Atan hanya nyengir seperti kuda.
"Atan ... buka, yuk!" ulangku lagi sembari memanggil namanya secara lengkap.
"Atut ... atut ... Atan atut ...," kata Atan manja dengan ekspresi yang sangat menjijikkan.
Plak!
Sebuah keplakan mendarat di kepala Atan.
"Dasar! Gitu aja takut!" Tanganku yang bergetar mulai mendorong pintu gubuk tersebut. Ah, sial, aku juga sebenarnya sangat takut.
Krieeettt ....
Aroma busuk seolah menampar indera penciumaku saat pintu terbuka.

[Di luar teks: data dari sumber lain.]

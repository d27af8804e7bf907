// Copyright 2025 Chris Custine
//
// Licensed under the Apache License, Version 2.0 (the "License");
// you may not use this file except in compliance with the License.
// You may obtain a copy of the License at
//
//     http://www.apache.org/licenses/LICENSE-2.0
//
// Unless required by applicable law or agreed to in writing, software
// distributed under the License is distributed on an "AS IS" BASIS,
// WITHOUT WARRANTIES OR CONDITIONS OF ANY KIND, either express or implied.
// See the License for the specific language governing permissions and
// limitations under the License.

//! Desktop window: three scopes plus a control panel.

use std::ops::RangeInclusive;
use std::time::Instant;

use eframe::egui;
use log::{info, warn};
use par_core::{
    DisplaySettings, Frame, RunwayConfiguration, RunwayDatabase, ScopeCanvases, ScopeEngine,
    SimulationHandle, SnapshotStore,
};

use crate::render::{canvas_for, paint_scope};
use crate::settings::Settings;
use crate::REDRAW_INTERVAL;

const SCOPE_GAP: f32 = 6.0;
const HEADER_COLOR: egui::Color32 = egui::Color32::from_rgb(100, 200, 100);
const DIM_COLOR: egui::Color32 = egui::Color32::from_rgb(150, 150, 150);

pub struct ParApp {
    store: SnapshotStore,
    engine: ScopeEngine,
    runways: RunwayDatabase,
    /// Synthetic traffic, moved along with the selected runway.
    simulation: Option<SimulationHandle>,
    settings: Settings,
    display: DisplaySettings,
    airport_input: String,
    runway_input: String,
    status: Option<String>,
    frame: Option<Frame>,
    last_compose: Option<Instant>,
    last_canvases: Option<ScopeCanvases>,
    /// Something changed that the next frame must reflect.
    dirty: bool,
    /// Settings changed since the last save.
    unsaved: bool,
}

impl std::fmt::Debug for ParApp {
    fn fmt(&self, f: &mut std::fmt::Formatter<'_>) -> std::fmt::Result {
        f.debug_struct("ParApp")
            .field("store", &self.store)
            .field("settings", &self.settings)
            .finish_non_exhaustive()
    }
}

impl ParApp {
    pub fn new(
        store: SnapshotStore,
        runways: RunwayDatabase,
        simulation: Option<SimulationHandle>,
        settings: Settings,
    ) -> Self {
        let (airport_input, runway_input) = settings
            .runway
            .as_ref()
            .map(|config| (config.airport.clone(), config.runway.clone()))
            .unwrap_or_default();

        Self {
            engine: ScopeEngine::new(&store),
            store,
            runways,
            simulation,
            display: settings.display_settings(),
            settings,
            airport_input,
            runway_input,
            status: None,
            frame: None,
            last_compose: None,
            last_canvases: None,
            dirty: true,
            unsaved: false,
        }
    }

    fn draw_controls(&mut self, ui: &mut egui::Ui) {
        ui.label(egui::RichText::new("◈ PAR DISPLAY").color(HEADER_COLOR).size(14.0).strong());
        if let Some(frame) = &self.frame {
            ui.label(
                egui::RichText::new(frame.config.label())
                    .color(DIM_COLOR)
                    .size(10.0)
                    .monospace(),
            );
        }
        ui.separator();

        self.draw_runway_picker(ui);
        ui.separator();
        self.draw_approach_parameters(ui);
        ui.separator();
        self.draw_display_options(ui);
        ui.separator();
        self.draw_contact_list(ui);
    }

    fn draw_runway_picker(&mut self, ui: &mut egui::Ui) {
        ui.label(egui::RichText::new("RUNWAY").color(HEADER_COLOR).strong());
        ui.horizontal(|ui| {
            ui.add(egui::TextEdit::singleline(&mut self.airport_input).hint_text("KSFO").desired_width(60.0));
            ui.add(egui::TextEdit::singleline(&mut self.runway_input).hint_text("28L").desired_width(40.0));

            if ui.button("Load").clicked() {
                self.load_runway();
            }
            if ui.button("Demo").clicked() {
                info!("Switching to demo runway");
                self.status = None;
                self.set_runway(None);
            }
        });

        if let Some(status) = &self.status {
            ui.label(egui::RichText::new(status).color(DIM_COLOR).size(10.0));
        }
    }

    fn load_runway(&mut self) {
        let airport = self.airport_input.trim().to_ascii_uppercase();
        let runway = self.runway_input.trim().to_ascii_uppercase();

        if let Some(config) = self.runways.configuration_for(&airport, &runway) {
            info!("Loaded runway {} heading {:.1}", config.label(), config.heading_deg);
            self.status = Some(format!("Loaded {}", config.label()));
            self.set_runway(Some(config));
        } else {
            warn!("Runway {airport} {runway} not found in reference data");
            self.status = Some(format!("{airport} {runway} not found"));
        }
    }

    fn set_runway(&mut self, config: Option<RunwayConfiguration>) {
        if let Some(simulation) = &self.simulation {
            simulation.set_runway(config.clone().unwrap_or_default());
        }
        self.settings.runway = config;
        self.mark_changed();
    }

    fn draw_approach_parameters(&mut self, ui: &mut egui::Ui) {
        ui.label(egui::RichText::new("APPROACH").color(HEADER_COLOR).strong());

        let mut config = self.settings.runway.clone().unwrap_or_default();
        let mut changed = false;

        egui::Grid::new("approach_parameters").num_columns(2).show(ui, |ui| {
            changed |= parameter(ui, "Threshold lat", &mut config.threshold_lat, -90.0..=90.0, 0.0001, "°");
            changed |= parameter(ui, "Threshold lon", &mut config.threshold_lon, -180.0..=180.0, 0.0001, "°");
            changed |= parameter(ui, "Heading", &mut config.heading_deg, 0.0..=360.0, 0.1, "°");
            changed |= parameter(ui, "Field elevation", &mut config.field_elevation_ft, -1500.0..=15_000.0, 1.0, " ft");
            changed |= parameter(ui, "Glide slope", &mut config.glide_slope_deg, 1.0..=6.0, 0.05, "°");
            changed |= parameter(ui, "TCH", &mut config.threshold_crossing_height_ft, 0.0..=200.0, 1.0, " ft");
            changed |= parameter(ui, "Decision height", &mut config.decision_height_ft, 50.0..=1000.0, 5.0, " ft");
            changed |= parameter(ui, "Range", &mut config.range_nm, 2.0..=40.0, 0.5, " NM");
            changed |= parameter(ui, "Azimuth cone", &mut config.azimuth_cone_deg, 2.0..=60.0, 0.5, "°");
            changed |= parameter(ui, "Sensor offset", &mut config.sensor_offset_nm, 0.1..=3.0, 0.05, " NM");
        });

        if changed {
            self.set_runway(Some(config));
        }
    }

    fn draw_display_options(&mut self, ui: &mut egui::Ui) {
        ui.label(egui::RichText::new("DISPLAY").color(HEADER_COLOR).strong());

        let mut dots = self.display.history_dots();
        let mut show_ground = self.display.show_ground;
        let dots_changed = ui.add(egui::Slider::new(&mut dots, 1..=20).text("Trail dots")).changed();
        let ground_changed = ui.checkbox(&mut show_ground, "Show ground traffic").changed();

        if dots_changed || ground_changed {
            self.display = DisplaySettings::new(dots, show_ground);
            self.settings.set_display_settings(self.display);
            self.mark_changed();
        }
    }

    fn draw_contact_list(&mut self, ui: &mut egui::Ui) {
        let contacts = self.store.snapshot_all();
        ui.label(egui::RichText::new("◈ CONTACT LIST").color(HEADER_COLOR).strong());
        ui.label(
            egui::RichText::new(format!("TOTAL: {}", contacts.len()))
                .color(DIM_COLOR)
                .size(10.0)
                .monospace(),
        );

        egui::ScrollArea::vertical().show(ui, |ui| {
            let now = chrono::Utc::now();
            for snapshot in contacts {
                let seconds_ago = (now - snapshot.received_at).num_seconds();
                ui.label(
                    egui::RichText::new(format!(
                        "{:<8} {:>6.0} ft {:>4.0} kt T-{:03}s",
                        snapshot.key(),
                        snapshot.altitude_ft,
                        snapshot.ground_speed_kt,
                        seconds_ago
                    ))
                    .color(egui::Color32::from_rgb(180, 180, 180))
                    .size(10.0)
                    .monospace(),
                );
            }
        });
    }

    fn draw_scopes(&mut self, ui: &mut egui::Ui) {
        let [vertical, azimuth, plan] = scope_rects(ui.max_rect().shrink(SCOPE_GAP));
        let canvases = ScopeCanvases {
            vertical: canvas_for(vertical),
            azimuth: canvas_for(azimuth),
            plan: canvas_for(plan),
        };

        let due = self
            .last_compose
            .map_or(true, |at| at.elapsed() >= REDRAW_INTERVAL);
        if due || self.dirty || self.last_canvases != Some(canvases) {
            self.frame = Some(self.engine.compose(
                &self.store,
                self.settings.runway.as_ref(),
                &self.display,
                &self.runways,
                canvases,
            ));
            self.last_compose = Some(Instant::now());
            self.last_canvases = Some(canvases);
            self.dirty = false;
        }

        if let Some(frame) = &self.frame {
            paint_scope(&ui.painter_at(vertical), vertical, &frame.vertical);
            paint_scope(&ui.painter_at(azimuth), azimuth, &frame.azimuth);
            paint_scope(&ui.painter_at(plan), plan, &frame.plan);
        }
    }

    fn mark_changed(&mut self) {
        self.dirty = true;
        self.unsaved = true;
    }

    /// Write settings once the pointer is released, not on every drag step.
    fn save_when_idle(&mut self, ctx: &egui::Context) {
        if !self.unsaved || ctx.input(|i| i.pointer.any_down()) {
            return;
        }
        if let Err(e) = self.settings.save() {
            warn!("Failed to save settings: {e}");
        }
        self.unsaved = false;
    }
}

fn parameter(
    ui: &mut egui::Ui,
    label: &str,
    value: &mut f64,
    range: RangeInclusive<f64>,
    speed: f64,
    suffix: &str,
) -> bool {
    ui.label(label);
    let changed = ui
        .add(egui::DragValue::new(value).range(range).speed(speed).suffix(suffix))
        .changed();
    ui.end_row();
    changed
}

/// Split the scope area: elevation over azimuth on the left, plan view on the right.
fn scope_rects(area: egui::Rect) -> [egui::Rect; 3] {
    let plan_side = (area.width() * 0.38).min(area.height()).max(100.0);
    let left_width = (area.width() - plan_side - SCOPE_GAP).max(100.0);
    let half_height = ((area.height() - SCOPE_GAP) / 2.0).max(50.0);

    let vertical = egui::Rect::from_min_size(area.min, egui::vec2(left_width, half_height));
    let azimuth = egui::Rect::from_min_size(
        area.min + egui::vec2(0.0, half_height + SCOPE_GAP),
        egui::vec2(left_width, half_height),
    );
    let plan = egui::Rect::from_min_size(
        area.min + egui::vec2(left_width + SCOPE_GAP, 0.0),
        egui::vec2(plan_side, plan_side),
    );
    [vertical, azimuth, plan]
}

impl eframe::App for ParApp {
    fn update(&mut self, ctx: &egui::Context, _frame: &mut eframe::Frame) {
        ctx.request_repaint_after(REDRAW_INTERVAL);

        egui::SidePanel::left("controls")
            .resizable(false)
            .default_width(300.0)
            .show(ctx, |ui| {
                self.draw_controls(ui);
            });

        egui::CentralPanel::default()
            .frame(egui::Frame::NONE.fill(egui::Color32::BLACK))
            .show(ctx, |ui| {
                self.draw_scopes(ui);
            });

        self.save_when_idle(ctx);
    }
}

"Ughh ... mirip baumu, Tan," ucapku sembari menutup hidung, saat tercium bau kotoran dari dalam gubuk.
"Sial*n!" umpat Atan.
Dengan menggunakan senter dari ponsel, aku dan Atan segera masuk ke dalam gubuk. Ah, tidak! Bocah penakut itu hanya mengekor di belakangku saja. Atan yang takut set*n. Lucu.
Kami terus berjalan hingga akhirnya melihat seorang ibu dengan penampilan lusuh. Ia dalam posisi duduk dengan kaki yang terpasang pasung.
Aroma busuk tercium semakin kuat saat aku tepat berada di depan sang ibu. Namun, aku tak menutup hidung lagi. Rasa iba membuatku seolah tak memedulikan hal itu lagi.
"Hmmphh ... beliau sepertinya tidur dalam posisi duduk hmmphh ...." Suara Atan terdengar sengau karena ia masih menutup hidungnya.
Hatiku rasanya teriris-iris saat melihat seorang ibu dengan kondisi yang seperti ini.
"Bu ... Bu ...." Aku coba membangungkanya.
Beberapa saat kemudian, si Ibu terbangun. Ia sempat bingung, sebelum akhirnya menangis.
"Huuu ... uuu ... sakit ... sakit .... Selamatkan aku!"
"I-iya, Bu. Kami datang memang untuk menyelamatkan ibu."
"Huuu ... uuu ... selamatkan aku, Nak Jindara." Sang ibu menyebut namaku di sela tangisnya.